Люблю и ненавижу
Шрифт:
Надо отдать должное «маме Нюре» — в те минуты у нее хватило ума ничего не говорить, не лезть к Тане ни с ласками, ни с сюсюканьем. А может, она просто не знала, что делать и что сказать, и поэтому молчала. Кто теперь скажет… Кто теперь знает…

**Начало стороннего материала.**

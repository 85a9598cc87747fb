//! Worktree agent supervisor: a control plane for a fleet of interactive
//! coding agents, one per git worktree, each living in a detached tmux
//! session. The supervisor spawns and adopts sessions, captures their
//! scrollback in batches, classifies agent state from the output tail,
//! relays user input back into the panes, and drives the merge workflow.
//!
//! The enclosing TUI talks to the supervisor over two channels: it feeds
//! [`supervisor::events::SupervisorEvent`]s in and drains render-agnostic
//! [`supervisor::events::UiMsg`]s out. Nothing in this crate draws.

pub mod buffer;
pub mod capture;
pub mod cli;
pub mod commands;
pub mod config;
pub mod domain;
pub mod error;
pub mod infra;
pub mod status;
pub mod supervisor;
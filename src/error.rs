use thiserror::Error;

#[derive(Error, Debug)]
pub enum SidecarError {
    #[error("tmux error: {0}")]
    Tmux(String),

    #[error("session gone: {0}")]
    SessionGone(String),

    #[error("capture timed out")]
    CaptureTimeout,

    #[error("Git error: {0}")]
    Git(String),

    #[error("gh error: {0}")]
    Gh(String),

    #[error("launcher script error: {0}")]
    Launcher(String),

    #[error("Config error: {0}")]
    Config(String),

    #[error("File watcher error: {0}")]
    Watcher(#[from] notify::Error),

    #[error("Clipboard error: {0}")]
    Clipboard(String),

    #[error("IO error: {0}")]
    Io(#[from] std::io::Error),

    #[error("Worktree not found: {0}")]
    WorktreeNotFound(String),

    #[error("Not a git repository")]
    NotGitRepo,

    #[error("tmux not installed. Install with: brew install tmux")]
    TmuxNotInstalled,

    #[error("git not found on PATH")]
    GitNotInstalled,

    #[error("{0}")]
    User(String),
}

/// Substrings in tmux stderr that mean the target session/pane no longer
/// resolves, as opposed to a genuine command failure.
const SESSION_GONE_MARKERS: [&str; 5] = [
    "can't find pane",
    "no such session",
    "session not found",
    "pane not found",
    "no server",
];

impl SidecarError {
    /// Classify tmux stderr into SessionGone vs a generic tmux failure.
    pub fn from_tmux_stderr(stderr: &str) -> Self {
        let lower = stderr.to_lowercase();
        if SESSION_GONE_MARKERS.iter().any(|m| lower.contains(m)) {
            SidecarError::SessionGone(stderr.trim().to_string())
        } else {
            SidecarError::Tmux(stderr.trim().to_string())
        }
    }

    pub fn is_session_gone(&self) -> bool {
        matches!(self, SidecarError::SessionGone(_))
    }
}

#[cfg(test)]
mod tests {
    use super::*;

    #[test]
    fn classifies_session_gone_variants() {
        for stderr in [
            "can't find pane: %4",
            "no such session: sidecar-wt-foo",
            "error connecting to /tmp/tmux-1000/default (no server running)",
            "session not found: x",
            "pane not found: %9",
        ] {
            assert!(
                SidecarError::from_tmux_stderr(stderr).is_session_gone(),
                "expected SessionGone for {stderr:?}"
            );
        }
    }

    #[test]
    fn generic_failure_is_not_session_gone() {
        let err = SidecarError::from_tmux_stderr("usage: send-keys [-FHlMRX] ...");
        assert!(!err.is_session_gone());
        assert!(matches!(err, SidecarError::Tmux(_)));
    }
}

Когда Таня подошла к Наталье Павловне, та вдруг обняла ее, прижала к теплой груди; Таня и опомниться не успела, как густая тяжелая волна странно разнородных чувств опахнула ее, казалось, с ног до головы, — не ведала Танина душа, когда еще вот так родственно и нежно обнимали ее. Главное, что сейчас почувствовала Таня, — это протест, чуть ли не негодование, но еще больше благодарность Наталье Павловне, и это двоякое состояние мучительно сдавило ей сердце, а глаза завлажнели, но плакать Тане было стыдно, и она напряглась вся (Наталья Павловна ощутила, как на спине у девочки будто выросли легкие крылья, — это напружинились в протесте худые лопатки) и попыталась отстраниться от Натальи Павловны. Не тут-то было. Наталья Павловна еще крепче обняла Таню, склонилась к самому ее уху, прошептала:
— А знаешь, Танюша, кто такая Анна Ивановна? — И, не дожидаясь ответа, да Таня все равно не сказала бы ничего, сама же и ответила на вопрос: — Она твоя родственница…
После этих слов Наталья Павловна отстранила от себя Таню и испытующе, но по-доброму заглянула ей в глаза.
Таня недоверчиво покосилась на Анну Ивановну. Худая, с какими-то заморенными, рыбьими глазами (они были несколько навыкат, а взгляд — остекленевший, напряженный), с плоским удлиненным лицом, вытянутость которого еще больше подчеркивалась заостренным подбородком, — эта неизвестно откуда взявшаяся родственница не очень-то понравилась Тане. Впрочем, ни за какую родственницу Таня ее не признала, и если взглянула на нее, то просто так, из любопытства и интереса.
— Вот завтра суббота. Можешь пойти к Анне Ивановне, погостить у нее…
— Нет у меня никаких родственников, — нахмурилась Таня. — Вы сами говорили…
— Не было, — поправила Таню Наталья Павловна. — Не было, а сейчас нашлись. Знаешь, это хорошо, когда у человека находятся родные.
— Ладно. Пусть, — безразлично согласилась Таня.
— Что пусть? — не поняла Наталья Павловна.
— Пусть будет родственница, — буркнула Таня.
— Не пусть, а это очень хорошо, когда на свете находится родной человек. Вы должны подружиться, Таня. Ты меня слышишь?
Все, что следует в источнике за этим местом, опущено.